- Born: May 23, 1925 Kuching, Malaysia
- Died: October 18, 2013 (aged 88)
- Education: St. Joseph's Secondary School, Miri St. Thomas' Secondary School, Kuching St. Joseph's Secondary School, Kuching
- Ordained: 1975
- Offices held: Bishop of Kuching

= John Leong =

Anglican bishop in Malaysia

The Rt Rev Dato' Sri John Leong Chee Yun PNBS (known in English as John Leong) (23 May 1925 – 18 October 2013) was a Malaysian clergyman in the Anglican Church. He was the third Bishop of Kuching from 1985 until his retirement in 1995.

==Early life==
Leong was born in 1925 in Kuching, the son of a tailor. His father died when young John was eight and the family moved to Miri, where he was educated at St. Joseph's Secondary School in the said town and later returned to Kuching and resumed his studies in the school of the same name as well as in St. Thomas' Secondary School, Kuching. During the Japanese occupation from 1943 to 1945, Leong learnt Japanese and was employed as a passport officer and interpreter. He had a long career as an accountant with Shell.

==Clerical career==
Leong was appointed a lay reader in 1951. He was ordained deacon in 1975 and priest later the same year, then serving as a non-stipendiary priest at St Columba's Church, Miri, becoming its Vicar in 1983. Following the death of Basil Temenggong, Leong was appointed Bishop of Kuching in 1985. He retired as Bishop in 1995, upon turning 70 and was replaced by Made Katib.
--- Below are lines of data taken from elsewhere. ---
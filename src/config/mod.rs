//! Gateway configuration
//!
//! Configuration is environment-driven: `run_server` loads a `.env` file if
//! present, then `Config::from_env` reads typed sections with defaults. Every
//! section also derives serde so configs can be captured or logged as JSON.

use crate::utils::error::{GatewayError, Result};
use serde::{Deserialize, Serialize};
use std::fmt::Display;
use std::str::FromStr;

/// Top-level gateway configuration
#[derive(Debug, Clone, Default, Serialize, Deserialize)]
pub struct Config {
    /// HTTP server settings
    pub server: ServerConfig,
    /// Upstream provider settings
    pub provider: ProviderSettings,
    /// Service registry settings
    pub registry: RegistrySettings,
    /// Retry policy settings
    pub retry: RetrySettings,
}

impl Config {
    /// Load configuration from environment variables, falling back to
    /// defaults for anything unset
    pub fn from_env() -> Result<Self> {
        Ok(Self {
            server: ServerConfig {
                host: env_or("HOST", "0.0.0.0"),
                port: parse_env("PORT", default_port)?,
            },
            provider: ProviderSettings {
                api_key: std::env::var("GROQ_API_KEY").ok(),
                api_base: env_or("GROQ_API_BASE", "https://api.groq.com/openai/v1"),
                model: env_or("GROQ_MODEL", "gemma2-9b-it"),
                timeout_secs: parse_env("GROQ_TIMEOUT_SECS", default_timeout_secs)?,
            },
            registry: RegistrySettings {
                enabled: parse_env("CONSUL_ENABLED", default_enabled)?,
                host: env_or("CONSUL_HOST", "localhost"),
                port: parse_env("CONSUL_PORT", default_registry_port)?,
                service_name: env_or("SERVICE_NAME", "llm-service"),
                service_id: env_or("SERVICE_ID", "llm-service-1"),
                check_interval: env_or("CONSUL_CHECK_INTERVAL", "10s"),
            },
            retry: RetrySettings::default(),
        })
    }
}

/// HTTP server configuration
#[derive(Debug, Clone, Serialize, Deserialize)]
pub struct ServerConfig {
    /// Bind address
    #[serde(default = "default_host")]
    pub host: String,
    /// Bind port
    #[serde(default = "default_port")]
    pub port: u16,
}

impl Default for ServerConfig {
    fn default() -> Self {
        Self {
            host: default_host(),
            port: default_port(),
        }
    }
}

/// Upstream provider configuration
#[derive(Debug, Clone, Serialize, Deserialize)]
pub struct ProviderSettings {
    /// API key for provider authentication; when absent the upstream client
    /// stays uninitialized and generation requests are rejected with 503
    pub api_key: Option<String>,
    /// API base URL
    #[serde(default = "default_api_base")]
    pub api_base: String,
    /// Model identifier sent with every completion request
    #[serde(default = "default_model")]
    pub model: String,
    /// Request timeout in seconds
    #[serde(default = "default_timeout_secs")]
    pub timeout_secs: u64,
}

impl Default for ProviderSettings {
    fn default() -> Self {
        Self {
            api_key: None,
            api_base: default_api_base(),
            model: default_model(),
            timeout_secs: default_timeout_secs(),
        }
    }
}

/// Service registry (Consul agent) configuration
#[derive(Debug, Clone, Serialize, Deserialize)]
pub struct RegistrySettings {
    /// Whether registration is attempted at all
    #[serde(default = "default_enabled")]
    pub enabled: bool,
    /// Registry agent host
    #[serde(default = "default_registry_host")]
    pub host: String,
    /// Registry agent port
    #[serde(default = "default_registry_port")]
    pub port: u16,
    /// Service name to register under
    #[serde(default = "default_service_name")]
    pub service_name: String,
    /// Stable service id; re-registration with the same id is idempotent
    #[serde(default = "default_service_id")]
    pub service_id: String,
    /// Health check interval passed to the registry
    #[serde(default = "default_check_interval")]
    pub check_interval: String,
}

impl Default for RegistrySettings {
    fn default() -> Self {
        Self {
            enabled: default_enabled(),
            host: default_registry_host(),
            port: default_registry_port(),
            service_name: default_service_name(),
            service_id: default_service_id(),
            check_interval: default_check_interval(),
        }
    }
}

/// Retry policy configuration
#[derive(Debug, Clone, Serialize, Deserialize)]
pub struct RetrySettings {
    /// Total attempts per generation call, including the first
    #[serde(default = "default_max_attempts")]
    pub max_attempts: u32,
    /// Exponential backoff multiplier
    #[serde(default = "default_multiplier")]
    pub multiplier: f64,
    /// Backoff floor in seconds
    #[serde(default = "default_min_backoff_secs")]
    pub min_backoff_secs: u64,
    /// Backoff ceiling in seconds
    #[serde(default = "default_max_backoff_secs")]
    pub max_backoff_secs: u64,
}

impl Default for RetrySettings {
    fn default() -> Self {
        Self {
            max_attempts: default_max_attempts(),
            multiplier: default_multiplier(),
            min_backoff_secs: default_min_backoff_secs(),
            max_backoff_secs: default_max_backoff_secs(),
        }
    }
}

fn env_or(key: &str, default: &str) -> String {
    std::env::var(key).unwrap_or_else(|_| default.to_string())
}

fn parse_env<T>(key: &str, default: fn() -> T) -> Result<T>
where
    T: FromStr,
    T::Err: Display,
{
    match std::env::var(key) {
        Ok(raw) => raw
            .parse()
            .map_err(|e| GatewayError::Config(format!("invalid value for {}: {}", key, e))),
        Err(_) => Ok(default()),
    }
}

fn default_host() -> String {
    "0.0.0.0".to_string()
}

fn default_port() -> u16 {
    8000
}

fn default_api_base() -> String {
    "https://api.groq.com/openai/v1".to_string()
}

fn default_model() -> String {
    "gemma2-9b-it".to_string()
}

fn default_timeout_secs() -> u64 {
    30
}

fn default_enabled() -> bool {
    true
}

fn default_registry_host() -> String {
    "localhost".to_string()
}

fn default_registry_port() -> u16 {
    8500
}

fn default_service_name() -> String {
    "llm-service".to_string()
}

fn default_service_id() -> String {
    "llm-service-1".to_string()
}

fn default_check_interval() -> String {
    "10s".to_string()
}

fn default_max_attempts() -> u32 {
    3
}

fn default_multiplier() -> f64 {
    1.0
}

fn default_min_backoff_secs() -> u64 {
    4
}

fn default_max_backoff_secs() -> u64 {
    10
}

#[cfg(test)]
mod tests {
    use super::*;

    #[test]
    fn test_server_defaults() {
        let config = ServerConfig::default();
        assert_eq!(config.host, "0.0.0.0");
        assert_eq!(config.port, 8000);
    }

    #[test]
    fn test_provider_defaults() {
        let settings = ProviderSettings::default();
        assert!(settings.api_key.is_none());
        assert_eq!(settings.api_base, "https://api.groq.com/openai/v1");
        assert_eq!(settings.model, "gemma2-9b-it");
        assert_eq!(settings.timeout_secs, 30);
    }

    #[test]
    fn test_registry_defaults() {
        let settings = RegistrySettings::default();
        assert!(settings.enabled);
        assert_eq!(settings.host, "localhost");
        assert_eq!(settings.port, 8500);
        assert_eq!(settings.service_name, "llm-service");
        assert_eq!(settings.service_id, "llm-service-1");
        assert_eq!(settings.check_interval, "10s");
    }

    #[test]
    fn test_retry_defaults() {
        let settings = RetrySettings::default();
        assert_eq!(settings.max_attempts, 3);
        assert!((settings.multiplier - 1.0).abs() < f64::EPSILON);
        assert_eq!(settings.min_backoff_secs, 4);
        assert_eq!(settings.max_backoff_secs, 10);
    }

    #[test]
    fn test_config_roundtrips_through_json() {
        let config = Config::default();
        let json = serde_json::to_string(&config).unwrap();
        let parsed: Config = serde_json::from_str(&json).unwrap();
        assert_eq!(parsed.server.port, config.server.port);
        assert_eq!(parsed.retry.max_attempts, config.retry.max_attempts);
    }
}
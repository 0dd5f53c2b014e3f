//! Retry mechanism with exponential backoff
//!
//! Wraps any fallible async operation in a bounded retry loop. State is
//! scoped to one `call` invocation, so a single policy value can be shared
//! across concurrent requests. The backoff sleep is a suspension point and
//! never blocks the worker thread.

use crate::config::RetrySettings;
use std::time::Duration;
use tracing::{debug, error};

/// Retry configuration: attempt bound plus a clamped exponential backoff
#[derive(Debug, Clone)]
pub struct RetryConfig {
    /// Maximum number of attempts, including the first
    pub max_attempts: u32,
    /// Backoff multiplier applied to the exponential term
    pub multiplier: f64,
    /// Minimum delay between attempts
    pub min_delay: Duration,
    /// Maximum delay between attempts
    pub max_delay: Duration,
}

impl Default for RetryConfig {
    fn default() -> Self {
        Self {
            max_attempts: 3,
            multiplier: 1.0,
            min_delay: Duration::from_secs(4),
            max_delay: Duration::from_secs(10),
        }
    }
}

impl From<&RetrySettings> for RetryConfig {
    fn from(settings: &RetrySettings) -> Self {
        Self {
            max_attempts: settings.max_attempts,
            multiplier: settings.multiplier,
            min_delay: Duration::from_secs(settings.min_backoff_secs),
            max_delay: Duration::from_secs(settings.max_backoff_secs),
        }
    }
}

/// Retry executor: drives an operation to success or attempt exhaustion
#[derive(Debug, Clone)]
pub struct RetryPolicy {
    config: RetryConfig,
}

impl RetryPolicy {
    /// Create a new retry policy
    pub fn new(config: RetryConfig) -> Self {
        Self { config }
    }

    /// Delay inserted after `completed_attempts` failures:
    /// `multiplier * 2^(n-1)`, clamped to `[min_delay, max_delay]`
    pub fn delay_for_attempt(&self, completed_attempts: u32) -> Duration {
        let exponent = completed_attempts.saturating_sub(1).min(i32::MAX as u32) as i32;
        let raw = self.config.multiplier * 2f64.powi(exponent);
        let secs = raw.clamp(
            self.config.min_delay.as_secs_f64(),
            self.config.max_delay.as_secs_f64(),
        );
        Duration::from_secs_f64(secs)
    }

    /// Execute an operation with retry logic. Every error is treated as
    /// retryable; after the final attempt the last error propagates
    /// unchanged.
    pub async fn call<F, Fut, T, E>(&self, mut operation: F) -> std::result::Result<T, E>
    where
        F: FnMut() -> Fut,
        Fut: std::future::Future<Output = std::result::Result<T, E>>,
        E: std::fmt::Display,
    {
        let mut attempt = 0u32;

        loop {
            attempt += 1;

            match operation().await {
                Ok(result) => {
                    if attempt > 1 {
                        debug!("Retry succeeded on attempt {}", attempt);
                    }
                    return Ok(result);
                }
                Err(err) => {
                    if attempt >= self.config.max_attempts {
                        error!("Retry failed after {} attempts: {}", attempt, err);
                        return Err(err);
                    }

                    let delay = self.delay_for_attempt(attempt);
                    debug!(
                        "Attempt {} failed: {}, retrying in {:?}",
                        attempt, err, delay
                    );

                    tokio::time::sleep(delay).await;
                }
            }
        }
    }
}

impl Default for RetryPolicy {
    fn default() -> Self {
        Self::new(RetryConfig::default())
    }
}

#[cfg(test)]
mod tests {
    use super::*;
    use std::sync::Arc;
    use std::sync::atomic::{AtomicU32, Ordering};

    #[test]
    fn test_backoff_schedule_is_floored_then_exponential() {
        let policy = RetryPolicy::default();
        // 2^0 = 1 and 2^1 = 2 both clamp up to the 4s floor
        assert_eq!(policy.delay_for_attempt(1), Duration::from_secs(4));
        assert_eq!(policy.delay_for_attempt(2), Duration::from_secs(4));
        assert_eq!(policy.delay_for_attempt(3), Duration::from_secs(4));
        assert_eq!(policy.delay_for_attempt(4), Duration::from_secs(8));
        // 2^4 = 16 clamps down to the 10s ceiling
        assert_eq!(policy.delay_for_attempt(5), Duration::from_secs(10));
        assert_eq!(policy.delay_for_attempt(30), Duration::from_secs(10));
    }

    #[tokio::test]
    async fn test_success_on_first_attempt_runs_once() {
        let policy = RetryPolicy::default();
        let calls = Arc::new(AtomicU32::new(0));

        let counter = Arc::clone(&calls);
        let result: Result<u32, String> = policy
            .call(|| {
                let counter = Arc::clone(&counter);
                async move {
                    counter.fetch_add(1, Ordering::SeqCst);
                    Ok(42)
                }
            })
            .await;

        assert_eq!(result.unwrap(), 42);
        assert_eq!(calls.load(Ordering::SeqCst), 1);
    }

    #[tokio::test(start_paused = true)]
    async fn test_recovers_after_transient_failures() {
        let policy = RetryPolicy::default();
        let calls = Arc::new(AtomicU32::new(0));

        let counter = Arc::clone(&calls);
        let result: Result<&str, String> = policy
            .call(|| {
                let counter = Arc::clone(&counter);
                async move {
                    if counter.fetch_add(1, Ordering::SeqCst) < 2 {
                        Err("transient".to_string())
                    } else {
                        Ok("done")
                    }
                }
            })
            .await;

        assert_eq!(result.unwrap(), "done");
        assert_eq!(calls.load(Ordering::SeqCst), 3);
    }

    #[tokio::test(start_paused = true)]
    async fn test_exhaustion_propagates_last_error() {
        let policy = RetryPolicy::default();
        let calls = Arc::new(AtomicU32::new(0));

        let counter = Arc::clone(&calls);
        let result: Result<(), String> = policy
            .call(|| {
                let counter = Arc::clone(&counter);
                async move {
                    let n = counter.fetch_add(1, Ordering::SeqCst) + 1;
                    Err(format!("failure {}", n))
                }
            })
            .await;

        assert_eq!(result.unwrap_err(), "failure 3");
        assert_eq!(calls.load(Ordering::SeqCst), 3);
    }

    #[tokio::test(start_paused = true)]
    async fn test_exhaustion_waits_two_backoffs() {
        let policy = RetryPolicy::default();
        let started = tokio::time::Instant::now();

        let result: Result<(), &str> = policy.call(|| async { Err("down") }).await;

        assert!(result.is_err());
        // Two inter-attempt waits of 4s each under the default policy
        assert_eq!(started.elapsed(), Duration::from_secs(8));
    }
}
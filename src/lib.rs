//! # Textgen Gateway
//!
//! A network-facing gateway that accepts text-generation requests, forwards
//! them to a remote LLM provider, and returns normalized responses while
//! tolerating transient upstream failures.
//!
//! ## Features
//!
//! - **Resilient generation pipeline**: bounded retries with exponential
//!   backoff around every upstream call
//! - **Aggregate health model**: one composite record covering the upstream
//!   client, the service registry, and the metrics subsystem
//! - **Prometheus metrics**: request/error counters and a generation-time
//!   histogram, exposed in text format
//! - **Service discovery**: best-effort re-registration with a Consul-style
//!   registry on every successful generation
//!
//! ## Quick Start
//!
//! ```rust,no_run
//! use textgen_gateway::{Config, Gateway};
//!
//! #[tokio::main]
//! async fn main() -> Result<(), Box<dyn std::error::Error>> {
//!     let config = Config::from_env()?;
//!     let gateway = Gateway::new(config).await?;
//!     gateway.run().await?;
//!     Ok(())
//! }
//! ```

#![warn(clippy::all)]

pub mod config;
pub mod core;
pub mod monitoring;
pub mod server;
pub mod services;
pub mod utils;

// Re-export main types
pub use crate::config::Config;
pub use crate::core::generation::{
    GenerationHandler, GenerationRequest, GenerationResult, TokenUsage,
};
pub use crate::core::health::{ComponentStatus, HealthAggregator, HealthRecord, SERVICE_NAME};
pub use crate::core::provider::{CompletionClient, GroqClient, UpstreamError};
pub use crate::core::retry::{RetryConfig, RetryPolicy};
pub use crate::monitoring::MetricsRegistry;
pub use crate::utils::error::{GatewayError, Result};

use tracing::info;

/// The gateway service: an HTTP front over the resilient generation pipeline
pub struct Gateway {
    server: server::HttpServer,
}

impl Gateway {
    /// Create a new gateway instance
    pub async fn new(config: Config) -> Result<Self> {
        info!("Creating new gateway instance");

        let server = server::HttpServer::new(&config)?;

        Ok(Self { server })
    }

    /// Run the gateway server
    pub async fn run(self) -> Result<()> {
        info!("Starting Textgen Gateway");

        self.server.start().await
    }
}

/// Current version of the crate
pub const VERSION: &str = env!("CARGO_PKG_VERSION");
/// Name of the crate
pub const NAME: &str = env!("CARGO_PKG_NAME");

#[cfg(test)]
mod tests {
    use super::*;

    #[test]
    fn test_constants() {
        assert_eq!(VERSION, env!("CARGO_PKG_VERSION"));
        assert_eq!(NAME, env!("CARGO_PKG_NAME"));
        assert!(!VERSION.is_empty());
    }

    #[tokio::test]
    async fn test_gateway_builds_from_default_config() {
        let gateway = Gateway::new(Config::default()).await.unwrap();

        // Without an API key the pipeline comes up degraded but serving
        let health = gateway.server.state().health.evaluate();
        assert_eq!(health.model_status, ComponentStatus::Unhealthy);
        assert_eq!(health.metrics_status, ComponentStatus::Healthy);
    }
}
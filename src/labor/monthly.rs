use super::{LaborCategory, LaborEntry, LaborTimeAggregator, MonthlyCategoryTotals, eligibility};
use crate::calendar::YearMonth;

impl LaborTimeAggregator {
    /// Straight hours plus overtime premium, bucketed by the month of each entry's date.
    ///
    /// A week's premium is shared among its eligible entries in proportion to their
    /// hours, so a week straddling two months splits its premium between them.
    pub fn monthly_equivalent_hours(
        &self,
        entries: &[LaborEntry],
        categories: &[LaborCategory],
    ) -> MonthlyCategoryTotals {
        let eligible = eligibility(categories);
        let factor = self.config().overtime_premium_factor;
        let mut months = MonthlyCategoryTotals::new();

        for week in self.weekly_overtime(entries, categories) {
            let premium = week.overtime_hours * factor;
            for entry in &week.entries {
                let mut hours = entry.hours;
                let is_eligible = eligible.get(entry.category_id.as_str()).copied().unwrap_or(false);
                // No eligible hours means no premium to share.
                if is_eligible && week.eligible_hours > 0.0 {
                    hours += premium * (entry.hours / week.eligible_hours);
                }
                *months
                    .entry(YearMonth::of(entry.date))
                    .or_default()
                    .entry(entry.category_id.clone())
                    .or_insert(0.0) += hours;
            }
        }

        months
    }
}

pub fn monthly_equivalent_hours(entries: &[LaborEntry], categories: &[LaborCategory]) -> MonthlyCategoryTotals {
    LaborTimeAggregator::default().monthly_equivalent_hours(entries, categories)
}

#[cfg(test)]
mod tests {
    use super::*;
    use chrono::NaiveDate;

    fn d(y: i32, m: u32, day: u32) -> NaiveDate {
        NaiveDate::from_ymd_opt(y, m, day).unwrap()
    }

    #[test]
    fn premium_is_shared_by_eligible_categories() {
        let categories = vec![
            LaborCategory::new("senior", true),
            LaborCategory::new("junior", true),
            LaborCategory::new("pm", false),
        ];
        // 60 eligible hours -> 20 OT -> 10 premium hours, split 3:1
        let entries = vec![
            LaborEntry::new(d(2025, 1, 6), 45.0, "senior"),
            LaborEntry::new(d(2025, 1, 7), 15.0, "junior"),
            LaborEntry::new(d(2025, 1, 8), 10.0, "pm"),
        ];
        let months = monthly_equivalent_hours(&entries, &categories);
        let jan = &months[&YearMonth::new(2025, 1)];
        assert_eq!(jan["senior"], 45.0 + 7.5);
        assert_eq!(jan["junior"], 15.0 + 2.5);
        assert_eq!(jan["pm"], 10.0);
    }

    #[test]
    fn week_without_eligible_hours_adds_no_premium() {
        let categories = vec![LaborCategory::new("pm", false)];
        let entries = vec![LaborEntry::new(d(2025, 1, 6), 0.0, "pm")];
        let months = monthly_equivalent_hours(&entries, &categories);
        assert_eq!(months[&YearMonth::new(2025, 1)]["pm"], 0.0);
    }
}
use crate::calendar::add_days;
use chrono::NaiveDate;
use serde::{Deserialize, Serialize};

pub type TaskId = String;

/// A schedulable unit of work spanning whole calendar days, both ends inclusive.
#[derive(Debug, Clone, PartialEq, Eq, Serialize, Deserialize)]
#[serde(rename_all = "camelCase")]
pub struct Task {
    pub id: TaskId,
    #[serde(default)]
    pub title: String,
    #[serde(alias = "startAt")]
    pub start: NaiveDate,
    #[serde(alias = "endAt")]
    pub end: NaiveDate,
}

impl Task {
    pub fn new(id: impl Into<TaskId>, title: impl Into<String>, start: NaiveDate, end: NaiveDate) -> Self {
        Self {
            id: id.into(),
            title: title.into(),
            start,
            end,
        }
    }

    /// Inclusive length in days. A task ending before it starts still occupies one day.
    pub fn duration_days(&self) -> i64 {
        ((self.end - self.start).num_days() + 1).max(1)
    }

    pub fn window(&self) -> TaskWindow {
        TaskWindow::from_duration(self.start, self.duration_days())
    }
}

/// Precedence relationship between two tasks.
#[derive(Debug, Clone, Copy, PartialEq, Eq, Hash, Default, Serialize, Deserialize)]
pub enum DependencyType {
    #[default]
    #[serde(rename = "FS")]
    FinishToStart,
    #[serde(rename = "SS")]
    StartToStart,
    #[serde(rename = "FF")]
    FinishToFinish,
    #[serde(rename = "SF")]
    StartToFinish,
}

impl DependencyType {
    pub fn as_str(&self) -> &'static str {
        match self {
            DependencyType::FinishToStart => "FS",
            DependencyType::StartToStart => "SS",
            DependencyType::FinishToFinish => "FF",
            DependencyType::StartToFinish => "SF",
        }
    }
}

#[derive(Debug, Clone, PartialEq, Eq, Serialize, Deserialize)]
#[serde(rename_all = "camelCase")]
pub struct Dependency {
    pub predecessor_id: TaskId,
    pub successor_id: TaskId,
    #[serde(rename = "type", default)]
    pub kind: DependencyType,
    /// Signed offset; its unit is decided by `SchedulerConfig::lag_unit`.
    ///
    /// The `lagMinutes` field of stored records is read here unchanged. Under the
    /// default `LagUnit::Days` a stored 1440 means 1440 days, so schedule such
    /// records with `LagUnit::Minutes`.
    #[serde(default, alias = "lagMinutes")]
    pub lag: i64,
}

impl Dependency {
    pub fn new(
        predecessor_id: impl Into<TaskId>,
        successor_id: impl Into<TaskId>,
        kind: DependencyType,
        lag: i64,
    ) -> Self {
        Self {
            predecessor_id: predecessor_id.into(),
            successor_id: successor_id.into(),
            kind,
            lag,
        }
    }

    pub fn finish_to_start(predecessor_id: impl Into<TaskId>, successor_id: impl Into<TaskId>) -> Self {
        Self::new(predecessor_id, successor_id, DependencyType::FinishToStart, 0)
    }
}

/// Computed dates for one task.
#[derive(Debug, Clone, Copy, PartialEq, Eq, Serialize, Deserialize)]
pub struct TaskWindow {
    pub start: NaiveDate,
    pub end: NaiveDate,
}

impl TaskWindow {
    pub fn from_duration(start: NaiveDate, duration_days: i64) -> Self {
        Self {
            start,
            end: add_days(start, duration_days.max(1) - 1),
        }
    }
}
He was a candidate for election for the Sarawak National Party (SNAP) for the electorate of Miri in the 1969 Sarawak state election, coming second to Chia Chin Shin.

He was awarded the Bentara Bintang Sarawak in 1969, the Ahli Bintang Sarawak in 1981 and later the Panglima Negara Bintang Sarawak in 1987, all of which are honours in the Most Exalted Order of the Star of Sarawak.

==Personal life==
From 1953 to 1961, he was the British Borneo table tennis champion representing the Crown Colony of Sarawak. Leong died in 2013, aged 88. His funeral was held at St Thomas's Cathedral, Kuching.